I’m sure the wooziness came from the fact I was realizing that a child murderer tried to make me one of his victims when I was little and had been watching me for most of my life. It was a hard pill to swallow.

I looked at the photograph again. It was like looking at a picture of all the other little girls, the ones who had died. I felt a chill run through my entire body while I stared at my own face. It was a photograph I would never look at again, ever. I put it back in its envelope and handed it to Michael.

“Get this out of here, please. I don’t ever want to see it again.”

Michael nodded. “You okay?”

“I will be,” I said, then added, “someday.”

He went out to the car, giving my dad and me the chance to be alone and talk.

When he was satisfied I could hold up my own head and that I would be able to process what almost happened to me so many years ago, my dad brought up the subject of Michael and of my marriage. I came clean and told him everything, making an honest effort to not place all of the blame on Eric.

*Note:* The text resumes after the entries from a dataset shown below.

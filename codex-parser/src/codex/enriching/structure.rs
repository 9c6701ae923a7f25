//! Paragraph structure
//!
//!     The last stage lays the text out in one of three ways, chosen by the bold markers it
//!     contains, in this order:
//!
//!         1. Degrees of success (`**Critical Success**`, `**Success**`, `**Failure**`,
//!            `**Critical Failure**`): preamble paragraphs, `<hr />`, then one labelled
//!            paragraph per degree.
//!         2. Activity parts (`**Trigger**`, `**Effect**`, `**Requirements**`,
//!            `**Frequency**`): preamble paragraphs, then one labelled paragraph per part,
//!            with `<hr />` before `Effect`.
//!         3. Plain text: blank-line separated blocks, each wrapped in `<p>`.
//!
//!     A labelled paragraph is `<p><strong>Label</strong> content</p>`. Blocks of a multi-block
//!     text are trimmed and concatenated without separators; a single block is wrapped as is.
//!     The degree rule is always written before the first degree, and every `Effect` gets one,
//!     even when nothing precedes them. Text that already starts with `<p>` or `<hr />` is left
//!     alone.

use once_cell::sync::Lazy;
use regex::Regex;

static DEGREE_MARKER: Lazy<Regex> = Lazy::new(|| {
    Regex::new(r"\*\*(Critical Success|Critical Failure|Success|Failure)\*\*").unwrap()
});

static ACTIVITY_MARKER: Lazy<Regex> =
    Lazy::new(|| Regex::new(r"\*\*(Trigger|Effect|Requirements|Frequency)\*\*").unwrap());

static BLANK_LINE: Lazy<Regex> = Lazy::new(|| Regex::new(r"\r?\n[ \t]*\r?\n").unwrap());

const RULE: &str = "<hr />";

pub fn format_structure(text: &str) -> String {
    let leading = text.trim_start();
    if leading.starts_with("<p>") || leading.starts_with(RULE) {
        return text.to_string();
    }

    if DEGREE_MARKER.is_match(text) {
        labelled_layout(text, &DEGREE_MARKER, |_| true, true)
    } else if ACTIVITY_MARKER.is_match(text) {
        labelled_layout(text, &ACTIVITY_MARKER, |label| label == "Effect", false)
    } else {
        paragraphs(text)
    }
}

/// Plain layout: one `<p>` per blank-line separated block. Text without a blank line is a
/// single block and keeps its whitespace.
pub fn paragraphs(text: &str) -> String {
    if text.trim().is_empty() {
        return String::new();
    }
    if !BLANK_LINE.is_match(text) {
        return format!("<p>{}</p>", text);
    }
    trimmed_blocks(text)
}

fn trimmed_blocks(text: &str) -> String {
    BLANK_LINE
        .split(text)
        .map(str::trim)
        .filter(|block| !block.is_empty())
        .map(|block| format!("<p>{}</p>", block))
        .collect()
}

/// Split `text` at each marker. `rule_before(label)` decides where a rule goes; with
/// `rule_once` it is only asked for the first marker.
fn labelled_layout(
    text: &str,
    marker: &Regex,
    rule_before: impl Fn(&str) -> bool,
    rule_once: bool,
) -> String {
    let markers: Vec<_> = marker.captures_iter(text).collect();
    let Some(first) = markers.first().and_then(|caps| caps.get(0)) else {
        return paragraphs(text);
    };

    let mut out = trimmed_blocks(&text[..first.start()]);
    for (index, caps) in markers.iter().enumerate() {
        let (Some(whole), Some(label)) = (caps.get(0), caps.get(1)) else {
            continue;
        };
        let end = markers
            .get(index + 1)
            .and_then(|next| next.get(0))
            .map_or(text.len(), |next| next.start());
        let content = text[whole.end()..end].trim();

        if (index == 0 || !rule_once) && rule_before(label.as_str()) {
            out.push_str(RULE);
        }
        if content.is_empty() {
            out.push_str(&format!("<p><strong>{}</strong></p>", label.as_str()));
        } else {
            out.push_str(&format!("<p><strong>{}</strong> {}</p>", label.as_str(), content));
        }
    }
    out
}

#[cfg(test)]
mod tests {
    use super::*;

    #[test]
    fn test_plain_paragraphs() {
        assert_eq!(
            format_structure("First block.\n  \nSecond\nline."),
            "<p>First block.</p><p>Second\nline.</p>"
        );
    }

    #[test]
    fn test_degrees_of_success() {
        let text = "The target must save.\n\n**Critical Success** Unaffected.\n**Success** Half.\n**Failure** Full.";
        assert_eq!(
            format_structure(text),
            "<p>The target must save.</p><hr /><p><strong>Critical Success</strong> Unaffected.</p>\
             <p><strong>Success</strong> Half.</p><p><strong>Failure</strong> Full.</p>"
        );
    }

    #[test]
    fn test_degrees_without_preamble() {
        assert_eq!(
            format_structure("**Success** Half damage.\n**Failure** Full damage."),
            "<hr /><p><strong>Success</strong> Half damage.</p><p><strong>Failure</strong> Full damage.</p>"
        );
    }

    #[test]
    fn test_single_block_keeps_whitespace() {
        assert_eq!(paragraphs(" The goblin waits. "), "<p> The goblin waits. </p>");
        assert_eq!(paragraphs("Line one\nline two"), "<p>Line one\nline two</p>");
        assert_eq!(paragraphs(" \n "), "");
    }

    #[test]
    fn test_activity_rule_before_effect() {
        let text = "**Frequency** once per day; **Trigger** An enemy moves; **Effect** The creature Strikes.";
        assert_eq!(
            format_structure(text),
            "<p><strong>Frequency</strong> once per day;</p><p><strong>Trigger</strong> An enemy moves;</p>\
             <hr /><p><strong>Effect</strong> The creature Strikes.</p>"
        );
    }

    #[test]
    fn test_every_effect_is_ruled() {
        assert_eq!(
            format_structure("**Effect** It glows. **Frequency** once per day"),
            "<hr /><p><strong>Effect</strong> It glows.</p><p><strong>Frequency</strong> once per day</p>"
        );
    }

    #[test]
    fn test_ruled_output_is_stable() {
        let once = format_structure("**Success** Half damage.");
        assert_eq!(format_structure(&once), once);
    }

    #[test]
    fn test_degrees_win_over_activity() {
        let out = format_structure("**Effect** Roll.\n**Failure** Ouch.");
        assert_eq!(
            out,
            "<p>**Effect** Roll.</p><hr /><p><strong>Failure</strong> Ouch.</p>"
        );
    }

    #[test]
    fn test_already_structured_is_untouched() {
        let html = "<p>done</p>";
        assert_eq!(format_structure(html), html);
        assert_eq!(format_structure("<hr /><p>x</p>"), "<hr /><p>x</p>");
    }
}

“Maybe it was my fault, Dad. I had feelings for another man. How is a husband supposed to deal with that? I mean, I tried to deny that I cared for Michael, but the feelings were there, and Eric saw it. He certainly didn’t deal with it in the best way since he got Jordan pregnant, but really we’re both at fault.”

My father has always been close to Eric and treated him like a son. I told him that didn’t need to change. Eric would always be the father of his grandchildren and a loving parent to the girls. No matter what else might come between us, that is one area Eric and I will always agree on.

“Are you in love with him?” My dad nodded toward the driveway where Michael was.

“More than I could ever explain, Dad. It’s something I’ve never been able to put my finger on, but it’s there. It was different with Eric. I mean, this may sound silly, but with Michael I get butterflies in my stomach. And he knows and accepts me no matter what.” I giggled like a schoolgirl.

“I understand completely.” He smiled.

Dad came over and enfolded me in his arms, giving me a kiss on the forehead.

We walked outside so I could say good-bye to Michael. He still had his hotel room, but would be leaving soon. His transfer to the Cleveland office hadn’t come in yet, so he would have to go back to Virginia. We didn’t know how much longer it would be until we were together again. It was something I didn’t care to think about right then. Nor did he. I kissed his cheek in front of my dad and watched them pull out of my driveway and head down the road.